What has happened is the IPR  Act, with its Draft regulations (due for final comment tomorrow) is on a collision course with a landmark resolution passed after years of debate at the  61st World Health Assembly at the World Health Authority. The South African delegation at the Assembly was headed by the Deputy Minister, Dr M. Sefularo and was attended by a delegation of 16 delegates and alternates from the Department of Health. The problem is a radical difference of views on how best to achieve benefit through innovation and intellectual property management.  The IPR Act requires universities and other publicly funded research organisations to secure intellectual property rights and patent as much research as possible, frowning upon open innovation and open source. The WHO, on the other hand promotes the idea of a collaborative world public health regime that uses patenting, but in a responsible way, and combines this with support for a number of open approaches to the shared dissemination of public health research.

The WHO resolution, passed on 22 May, finally agreed the way forward on the recommendations made to the Assembly by the Intergovernmental Working Group on Public Health, Innovation and Intellectual Property. The purpose of the Global Strategy and Plan of Action on Public Health, Innovation and Intellectual Property that has now been voted through, aims to  ‘secure.. an enhanced and sustainable basis for needs-driven, essential health research and development relevant to diseases that disproportionately affect developing countries, proposing clear objectives and priorities for research and development.’ While many people glaze over as soon as intellectual property is mentioned, it is clear that this is a vitally important issue for South Africa, quite literally a matter of life and death.
The recommendations of the Global Strategy contain a vision of the scientific endeavour that stresses global collaboration and the sharing of research information and data. This is also the way forward that President Barack Obama proposed in his speech to the National Academy of Sciences in the US a few months ago. The way forward that he sees for US  science is a vision of collaborative science for the public good:

In biomedicine… we can harness the historic convergence between life sciences and physical sciences that’s underway today; undertaking public projects — in the spirit of the Human Genome Project — to create data and capabilities that fuel discoveries in tens of thousands of laboratories; and identifying and overcoming scientific and bureaucratic barriers to rapidly translating scientific breakthroughs into diagnostics and therapeutics that serve patients.
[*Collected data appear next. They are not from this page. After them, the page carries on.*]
/* =========================
Check-out
========================= */
/// Swagger doc for check_out endpoint
#[utoipa::path(
    put,
    path = "/api/v1/attendance",
    request_body(
        content = ClockPayload,
        description = "Optional location and note",
        content_type = "application/json"
    ),
    responses(
        (status = 200, description = "Checked out successfully", body = Object, example = json!({
            "message": "Checked out successfully",
            "work_hours": 8.08,
            "overtime_hours": 0.08
        })),
        (status = 400, description = "No check-in found for today", body = Object, example = json!({
            "message": "No check-in found for today"
        })),
        (status = 401, description = "Unauthorized"),
        (status = 403, description = "Forbidden"),
        (status = 500, description = "Internal server error")
    ),
    security(
        ("bearer_auth" = [])
    ),
    tag = "Attendance"
)]
pub async fn check_out(
    auth: AuthUser,
    pool: web::Data<MySqlPool>,
    payload: Option<web::Json<ClockPayload>>,
) -> actix_web::Result<impl Responder> {
    let employee_id = auth.require_employee_id()?;
    let payload = payload.map(web::Json::into_inner).unwrap_or_default();

    let now = Local::now().naive_local();
    let today = now.date();

    let record = today_record(pool.get_ref(), employee_id, today)
        .await
        .map_err(|e| {
            tracing::error!(error = %e, employee_id, "Check-out lookup failed");
            actix_web::error::ErrorInternalServerError("Internal Server Error")
        })?;

    let record = match record {
        Some(r) => r,
        None => {
            return Ok(HttpResponse::BadRequest().json(serde_json::json!({
                "message": "No check-in found for today"
            })))
        }
    };
    let check_in = match record.check_in {
        Some(t) => t,
        None => {
            return Ok(HttpResponse::BadRequest().json(serde_json::json!({
                "message": "No check-in found for today"
            })))
        }
    };
    if record.check_out.is_some() {
        return Ok(HttpResponse::BadRequest().json(serde_json::json!({
            "message": "Already checked out today"
        })));
    }

    let (work_hours, overtime_hours) = computed_hours(check_in, now);
    let notes = merge_notes(record.notes.as_deref(), payload.notes.as_deref());

    sqlx::query(
        r#"
        UPDATE attendance_records
        SET check_out = ?, work_hours = ?, overtime_hours = ?, notes = ?,
            check_out_latitude = ?, check_out_longitude = ?
        WHERE id = ?
        "#,
    )
    .bind(now)
    .bind(work_hours)
    .bind(overtime_hours)
    .bind(notes)
    .bind(payload.latitude)
    .bind(payload.longitude)
    .bind(record.id)
    .execute(pool.get_ref())
    .await
    .map_err(|e| {
        tracing::error!(error = %e, employee_id, "Check-out failed");
        actix_web::error::ErrorInternalServerError("Internal Server Error")
    })?;

    Ok(HttpResponse::Ok().json(serde_json::json!({
        "message": "Checked out successfully",
        "work_hours": work_hours,
        "overtime_hours": overtime_hours
    })))
}

/* =========================
Declare absence
========================= */
/// Swagger doc for declare_absence endpoint
#[utoipa::path(
    post,
    path = "/api/v1/attendance/absence",
    request_body(
        content = AbsenceRequest,
        description = "Absence declaration payload",
        content_type = "application/json"
    ),
    responses(
        (status = 200, description = "Absence declared", body = Object, example = json!({
            "message": "Absence declared",
            "status": "pending-absence"
        })),
        (status = 400, description = "Bad request"),
        (status = 401, description = "Unauthorized"),
        (status = 403, description = "Forbidden")
    ),
    security(
        ("bearer_auth" = [])
    ),
    tag = "Attendance"
)]
pub async fn declare_absence(
    auth: AuthUser,
    pool: web::Data<MySqlPool>,
    payload: web::Json<AbsenceRequest>,
) -> actix_web::Result<impl Responder> {
    let employee_id = match payload.employee_id {
        Some(id) => {
            auth.require_hr_or_admin()?;
            id
        }
        None => auth.require_employee_id()?,
    };

    if payload.reason.trim().is_empty() {
        return Ok(HttpResponse::BadRequest().json(serde_json::json!({
            "message": "A reason is required"
        })));
    }

    let today = Local::now().date_naive();
    if payload.date < today {
        return Ok(HttpResponse::BadRequest().json(serde_json::json!({
            "message": "Cannot declare an absence in the past"
        })));
    }

    let result = sqlx::query(
        r#"
        INSERT INTO attendance_records (employee_id, date, status, notes)
        VALUES (?, ?, ?, ?)
        "#,
    )
    .bind(employee_id)
    .bind(payload.date)
    .bind(AttendanceStatus::PendingAbsence)
    .bind(payload.reason.trim())
    .execute(pool.get_ref())
    .await;

    match result {
        Ok(_) => Ok(HttpResponse::Ok().json(serde_json::json!({
            "message": "Absence declared",
            "status": "pending-absence"
        }))),

        Err(e) => {
            if let sqlx::Error::Database(db_err) = &e {
                if db_err.code().as_deref() == Some("23000") {
                    return Ok(HttpResponse::BadRequest().json(serde_json::json!({
                        "message": "Attendance already recorded for that date"
                    })));
                }
            }

            tracing::error!(error = %e, employee_id, "Absence declaration failed");
            Err(actix_web::error::ErrorInternalServerError(
                "Internal Server Error",
            ))
        }
    }
}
The WHO plan of action, which the South African government is now called upon to implement, contains a number of provisions that provide for the use of open source development, open access to research publications and data, voluntary provision of access to drug leads, open licensing, and voluntary patent pools. This runs alongside a more traditional approach to the patenting of drug discoveries and vaccines, but with the proviso that there must be measures in place to ensure that patents are managed in such a way as to be appropriate to public health goals. This includes delinking the costs of research from the price of health products, so that they can be affordable in developing countries.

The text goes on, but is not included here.